The initial step which Steve Willitsen had done in Texas was to show that you could go past that barrier. He was working with cattle embryos, probably with 32 cells, well past this barrier of eight. That led to my optimism. If you could get to there, maybe you could get to this specialist population of cells.

You met with a lot of skepticism. How do you deal with that as a scientist?

Ian Wilmut: You just have to believe it, don't you? You have to be prepared to defend your interpretations and to justify them as well as you can. Science makes progress by advancing new ideas, hypotheses which can be tested by designing good experiments. I just had faith in my hypothesis.

There were unsuccessful attempts. What were the problems?

Ian Wilmut: When you do nuclear transfer you're taking two cells and putting them together. Cells have mechanisms which enable them to grow and then divide. It's called the cell cycle, because it is a cyclical sort of process. You need to coordinate that. A colleague, Keith Campbell, came into the group in '93, and with him, we not only proved this was important, but figured out how to do it. So the first step forward that we made was how to coordinate cell cycles and that gave us a significant step forward.

It was limited though. It was useful, but not eye catching. That led us to investigate other ways of coordinating cell cycles. I had always expected that the particular cell populations I was hunting for would work. When we got lambs from a similar type of cell, I wasn't too surprised. But then as things progressed we began to realize that it was much more powerful than we'd expected and that it was going to work with a variety of different cell types, including some from adult animals.

Was that very exciting?

Ian Wilmut: Oh, absolutely. But often what happens is that there's sort of theoretical moment, if you like. In the case of adult cells that would have been two or three years before the event.
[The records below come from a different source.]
//! Binary crate for the `weatherx` backend.
//!
//! This crate focuses on:
//! - Parsing CLI arguments
//! - Interactive configuration
//! - Serving the HTTP API

use clap::Parser;
use tracing_subscriber::EnvFilter;

mod cli;
mod http;

#[tokio::main]
async fn main() -> anyhow::Result<()> {
    tracing_subscriber::fmt()
        .with_env_filter(
            EnvFilter::try_from_default_env()
                .unwrap_or_else(|_| "weatherx=info,weatherx_core=info,tower_http=info".into()),
        )
        .init();

    let cmd = cli::Cli::parse();
    cmd.run().await
}
use anyhow::Context;
use axum::{
    Json, Router,
    extract::{Query, State},
    http::{HeaderValue, StatusCode},
    response::{IntoResponse, Response},
    routing::get,
};
use serde::Deserialize;
use serde_json::{Value, json};
use std::sync::Arc;
use tower_http::{
    cors::{AllowHeaders, AllowMethods, Any, CorsLayer},
    trace::TraceLayer,
};
use tracing::{error, info};
use weatherx_core::{CacheError, Config, FullWeatherReport, WeatherService};

pub const ONLINE_STATUS: &str = "WeatherXAI backend online";

/// Shared application state
#[derive(Clone)]
pub struct AppState {
    pub service: Arc<WeatherService>,
}

/// Error type for HTTP handlers; rendered as `{"detail": ...}`.
#[derive(Debug)]
pub enum ApiError {
    BadRequest(String),
    Cache(CacheError),
}

impl From<CacheError> for ApiError {
    fn from(err: CacheError) -> Self {
        Self::Cache(err)
    }
}

impl IntoResponse for ApiError {
    fn into_response(self) -> Response {
        let (status, detail) = match self {
            ApiError::BadRequest(msg) => (StatusCode::BAD_REQUEST, msg),
            ApiError::Cache(err) => {
                error!(error = %err, "cache unavailable");
                (StatusCode::INTERNAL_SERVER_ERROR, err.to_string())
            }
        };
        (status, Json(json!({ "detail": detail }))).into_response()
    }
}

#[derive(Debug, Deserialize)]
struct FullDataQuery {
    #[serde(rename = "locationName")]
    location_name: Option<String>,
}

/// Build the router with CORS and request tracing applied.
pub fn app(state: AppState, frontend_url: &str) -> anyhow::Result<Router> {
    Ok(Router::new()
        .route("/", get(root))
        .route("/weather/full_data", get(full_data))
        .with_state(state)
        .layer(cors_layer(frontend_url)?)
        .layer(TraceLayer::new_for_http()))
}

/// `*` allows any origin without credentials; an explicit origin allows
/// credentials and mirrors the requested methods and headers.
pub fn cors_layer(frontend_url: &str) -> anyhow::Result<CorsLayer> {
    let origin = frontend_url.trim().trim_end_matches('/');

    if origin.is_empty() || origin == "*" {
        return Ok(CorsLayer::new().allow_origin(Any).allow_methods(Any).allow_headers(Any));
    }

    let origin: HeaderValue =
        origin.parse().with_context(|| format!("Invalid CORS origin: {origin}"))?;

    Ok(CorsLayer::new()
        .allow_origin(origin)
        .allow_credentials(true)
        .allow_methods(AllowMethods::mirror_request())
        .allow_headers(AllowHeaders::mirror_request()))
}

pub async fn serve(config: &Config, bind: &str) -> anyhow::Result<()> {
    let service = weatherx_core::service_from_config(config)?;
    let state = AppState {
        service: Arc::new(service),
    };
    let app = app(state, &config.server.frontend_url)?;

    let listener = tokio::net::TcpListener::bind(bind)
        .await
        .with_context(|| format!("Failed to bind HTTP server on {bind}"))?;
    info!("Starting weatherx v{} on {}", env!("CARGO_PKG_VERSION"), listener.local_addr()?);

    axum::serve(listener, app).with_graceful_shutdown(shutdown_signal()).await?;

    info!("HTTP server stopped");
    Ok(())
}

async fn shutdown_signal() {
    if let Err(err) = tokio::signal::ctrl_c().await {
        error!(error = %err, "failed to listen for shutdown signal");
    }
}

async fn root() -> Json<Value> {
    Json(json!({ "status": ONLINE_STATUS }))
}

async fn full_data(
    State(state): State<AppState>,
    Query(query): Query<FullDataQuery>,
) -> Result<Json<FullWeatherReport>, ApiError> {
    let location = query
        .location_name
        .filter(|name| !name.trim().is_empty())
        .ok_or_else(|| ApiError::BadRequest("locationName is required".into()))?;

    let report = state.service.full_data(&location).await?;
    Ok(Json(report))
}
It takes quite a long time then to bring the thing to fruition.

Is it hard to keep the excitement going through two or three years?

Ian Wilmut: No. I would characterize myself usually as a naive optimist, and so no, it's not a problem.

You eventually used a mammary cell. Was that just an arbitrary decision to try this cell?

Ian Wilmut: We had shown that you could work with the embryo cells, and we had money to take it on to different cells. We collaborated with a company and set up a project to test two or three cell lines for them, which they could then go away and use. The sheep season in the northern hemisphere goes from roughly October to March, that's when we can work with the sheep. And by Christmas, we had tested a new embryo line for them and got pregnancy started.

They had contracted us to test three new embryo lines, but they'd only got one to work; they'd had technical failures. So we were looking for other things to test. The mammary cells were in the lab for a completely different purpose, so why not use them? I can't believe that we would have used mammary cells if we'd been starting with a clean slate.

What did you have to do to the cell?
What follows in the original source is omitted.